В этот период (менее чем за месяц до Октябрьской революции) Бауэр был уверен, что, поскольку Россия – крестьянская страна, в которой рабочий класс был в меньшинстве, результатом революции «могла быть только буржуазно-демократическая республика», которая обеспечила бы полную политическую свободу, социализацию земли и восьмичасовой рабочий день. По его мнению, она была не способна вылиться в диктатуру пролетариата[113]. Конечно, его волновала судьба революции, поскольку он считал, что «огромные социальные завоевания» России и «все будущее европейского социализма» зависят от того, выживет ли русская революция.
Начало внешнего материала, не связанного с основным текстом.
use std::sync::atomic::{AtomicU64, Ordering};
use std::time::Duration;

use modgui_engine::coords::Rect;
use modgui_engine::host::{scale_device_pos, Host, HostHandle};
use modgui_engine::input::{Key, MouseButton, RawMouseEvent};
use modgui_engine::render::Renderer;

use crate::behavior::{Behavior, ElementCx};
use crate::event::{DragEvent, PointerEvent, RenderArgs, RenderLayer, ScrollEvent};
use crate::painter::Painter;

static NEXT_ELEMENT_KEY: AtomicU64 = AtomicU64::new(1);

// ── ElementKey ────────────────────────────────────────────────────────────

/// Process-unique handle of an element, used to address one specific child.
#[derive(Debug, Copy, Clone, Eq, PartialEq, Hash)]
pub struct ElementKey(u64);

impl ElementKey {
    fn next() -> Self {
        ElementKey(NEXT_ELEMENT_KEY.fetch_add(1, Ordering::Relaxed))
    }
}

// ── ElementState ──────────────────────────────────────────────────────────

/// Geometry, flags and addressing of one element.
///
/// This is the part of an element that behaviors may mutate from their hooks.
#[derive(Debug, Clone)]
pub struct ElementState {
    pub x: i32,
    pub y: i32,
    pub width: i32,
    pub height: i32,
    /// Added to the host's z level when rendering.
    pub z_offset: f64,
    /// Ordering hint for an external manager; never read by the tree.
    pub display_level: i32,
    /// Unique by convention only.
    pub id: Option<String>,
    enabled: bool,
    groups: Vec<String>,
    pending_removal: bool,
    key: ElementKey,
}

impl ElementState {
    fn new() -> Self {
        Self {
            x: 0,
            y: 0,
            width: 0,
            height: 0,
            z_offset: 0.0,
            display_level: 0,
            id: None,
            enabled: true,
            groups: Vec::new(),
            pending_removal: false,
            key: ElementKey::next(),
        }
    }

    #[inline]
    pub fn key(&self) -> ElementKey {
        self.key
    }

    #[inline]
    pub fn rect(&self) -> Rect {
        Rect::new(self.x, self.y, self.width, self.height)
    }

    #[inline]
    pub fn pos(&self) -> (i32, i32) {
        (self.x, self.y)
    }

    #[inline]
    pub fn set_pos(&mut self, x: i32, y: i32) {
        self.x = x;
        self.y = y;
    }

    #[inline]
    pub fn translate(&mut self, dx: i32, dy: i32) {
        self.x += dx;
        self.y += dy;
    }

    #[inline]
    pub fn is_enabled(&self) -> bool {
        self.enabled
    }

    #[inline]
    pub fn set_enabled(&mut self, enabled: bool) {
        self.enabled = enabled;
    }

    /// Half-open containment test over this element's bounds.
    #[inline]
    pub fn is_mouse_over(&self, mouse_x: i32, mouse_y: i32) -> bool {
        self.rect().contains(mouse_x, mouse_y)
    }

    #[inline]
    pub fn has_id(&self, id: &str) -> bool {
        self.id.as_deref() == Some(id)
    }

    /// Marks this element for removal by its parent's next `on_update`.
    #[inline]
    pub fn schedule_removal(&mut self) {
        self.pending_removal = true;
    }

    #[inline]
    pub fn is_pending_removal(&self) -> bool {
        self.pending_removal
    }

    pub fn add_to_group(&mut self, group: impl Into<String>) {
        let group = group.into();
        if !self.groups.contains(&group) {
            self.groups.push(group);
        }
    }

    pub fn remove_from_group(&mut self, group: &str) {
        self.groups.retain(|g| g != group);
    }

    pub fn remove_from_all_groups(&mut self) {
        self.groups.clear();
    }

    pub fn is_in_group(&self, group: &str) -> bool {
        self.groups.iter().any(|g| g == group)
    }

    pub fn groups(&self) -> &[String] {
        &self.groups
    }
}

// ── child-list operations ─────────────────────────────────────────────────

/// Operations over a child slice, shared by [`Element`] and [`ElementCx`].
///
/// None of them change the slice's length; removals only set the tombstone.
pub(crate) mod children {
    use super::{Element, ElementKey};

    pub fn schedule_by_key(children: &mut [Element], key: ElementKey) {
        if let Some(c) = children.iter_mut().find(|c| c.state.key == key) {
            c.state.schedule_removal();
        }
    }

    pub fn schedule_by_id(children: &mut [Element], id: &str) {
        if let Some(c) = children.iter_mut().find(|c| c.state.has_id(id)) {
            c.state.schedule_removal();
        }
    }

    pub fn schedule_by_group(children: &mut [Element], group: &str) {
        children
            .iter_mut()
            .filter(|c| c.state.is_in_group(group))
            .for_each(|c| c.state.schedule_removal());
    }

    pub fn enable_by_id(children: &mut [Element], id: &str, enabled: bool) {
        if let Some(c) = children.iter_mut().find(|c| c.state.has_id(id)) {
            c.state.set_enabled(enabled);
        }
    }

    pub fn enable_by_group(children: &mut [Element], group: &str, enabled: bool) {
        children
            .iter_mut()
            .filter(|c| c.state.is_in_group(group))
            .for_each(|c| c.state.set_enabled(enabled));
    }

    /// First-capture-wins dispatch over enabled children, in insertion order.
    pub fn capture(children: &mut [Element], mut f: impl FnMut(&mut Element) -> bool) -> bool {
        for child in children.iter_mut() {
            if child.state.is_enabled() && f(child) {
                log::trace!("captured by child {:?}", child.state.key);
                return true;
            }
        }
        false
    }
}

// ── Element ───────────────────────────────────────────────────────────────

/// A node of the widget tree.
///
/// An element owns its children exclusively and dispatches every tree
/// operation to them in insertion order. On its own it draws nothing and
/// captures nothing; attach [`Behavior`]s to give it visuals and hit
/// behavior.
///
/// Rules every dispatch follows:
/// - disabled children receive no render or input calls, but still tick;
/// - the first child that captures an input event stops the loop and the
///   parent reports the capture too;
/// - removals are deferred: a removed child stays in place (and keeps
///   receiving calls) until the start of the parent's next `on_update`.
///
/// # Example
/// ```rust,ignore
/// let mut root = Element::new(host.clone()).sized(320, 240);
/// root.add_child(
///     Element::new(host.clone())
///         .at(10, 10)
///         .sized(100, 60)
///         .with_id("window")
///         .with_behavior(Draggable::new()),
/// );
/// ```
pub struct Element {
    state: ElementState,
    children: Vec<Element>,
    behaviors: Vec<Box<dyn Behavior>>,
    host: HostHandle,
}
В то время он был обескуражен бессилием Интернационала, который ничего не сделал, чтобы помочь ей, обеспечив мир. «Подобный унизительный опыт приводит к грустным выводам», – заключал он[114]. Весьма возможно, что и это бессильное чувство вины в большой степени явилось следствием снисходительного отношения Бауэра к Октябрьской революции, поскольку, как только она началась, он подавил в себе некоторые собственные колебания по отношению к большевикам и приветствовал ее как «победу российского пролетариата», который, «энергично орудуя метлой», повторял действия Парижской Коммуны[115].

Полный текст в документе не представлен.